//! Owner partitions and chat wire messages

use serde::{Deserialize, Serialize};
use std::fmt;

/// The axis along which memories are segregated.
///
/// Every memory belongs to exactly one partition. The partition decides which
/// identifier field (`user_id` or `agent_id`) is sent to the memory service.
#[derive(Debug, Clone, Copy, Serialize, Deserialize, PartialEq, Eq, Hash)]
#[serde(rename_all = "lowercase")]
pub enum OwnerKind {
    /// Memories about the end-user
    User,

    /// Memories of the synthetic agent persona
    Agent,
}

impl OwnerKind {
    /// Name of the identifier field the memory service expects for this partition
    pub fn id_field(&self) -> &'static str {
        match self {
            OwnerKind::User => "user_id",
            OwnerKind::Agent => "agent_id",
        }
    }

    /// Resolve the partition from a pair of optional identifiers.
    ///
    /// `agent_id` wins when both are present. Empty strings count as absent.
    pub fn from_ids<'a>(
        user_id: Option<&'a str>,
        agent_id: Option<&'a str>,
    ) -> Option<(OwnerKind, &'a str)> {
        match (
            user_id.filter(|s| !s.is_empty()),
            agent_id.filter(|s| !s.is_empty()),
        ) {
            (_, Some(agent)) => Some((OwnerKind::Agent, agent)),
            (Some(user), None) => Some((OwnerKind::User, user)),
            (None, None) => None,
        }
    }
}

impl fmt::Display for OwnerKind {
    fn fmt(&self, f: &mut fmt::Formatter<'_>) -> fmt::Result {
        match self {
            OwnerKind::User => write!(f, "user"),
            OwnerKind::Agent => write!(f, "agent"),
        }
    }
}

/// Role of a chat message sender
#[derive(Debug, Clone, Copy, Serialize, Deserialize, PartialEq, Eq)]
#[serde(rename_all = "lowercase")]
pub enum Role {
    /// End-user message
    User,

    /// Assistant (persona) message
    Assistant,

    /// System instruction
    System,
}

impl fmt::Display for Role {
    fn fmt(&self, f: &mut fmt::Formatter<'_>) -> fmt::Result {
        match self {
            Role::User => write!(f, "user"),
            Role::Assistant => write!(f, "assistant"),
            Role::System => write!(f, "system"),
        }
    }
}

/// A `{role, content}` pair as exchanged with the completion and memory services
#[derive(Debug, Clone, Serialize, Deserialize, PartialEq, Eq)]
pub struct ChatMessage {
    pub role: Role,
    pub content: String,
}

impl ChatMessage {
    /// Create a new user message
    pub fn user(content: impl Into<String>) -> Self {
        Self {
            role: Role::User,
            content: content.into(),
        }
    }

    /// Create a new assistant message
    pub fn assistant(content: impl Into<String>) -> Self {
        Self {
            role: Role::Assistant,
            content: content.into(),
        }
    }

    /// Create a new system message
    pub fn system(content: impl Into<String>) -> Self {
        Self {
            role: Role::System,
            content: content.into(),
        }
    }

    /// Same content, different role
    pub fn with_role(mut self, role: Role) -> Self {
        self.role = role;
        self
    }
}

══════════

**Goal of the exercise**
Scan the material for lines that hold the word "Deserialize", then say how many there are and nothing else.

**Response area**
4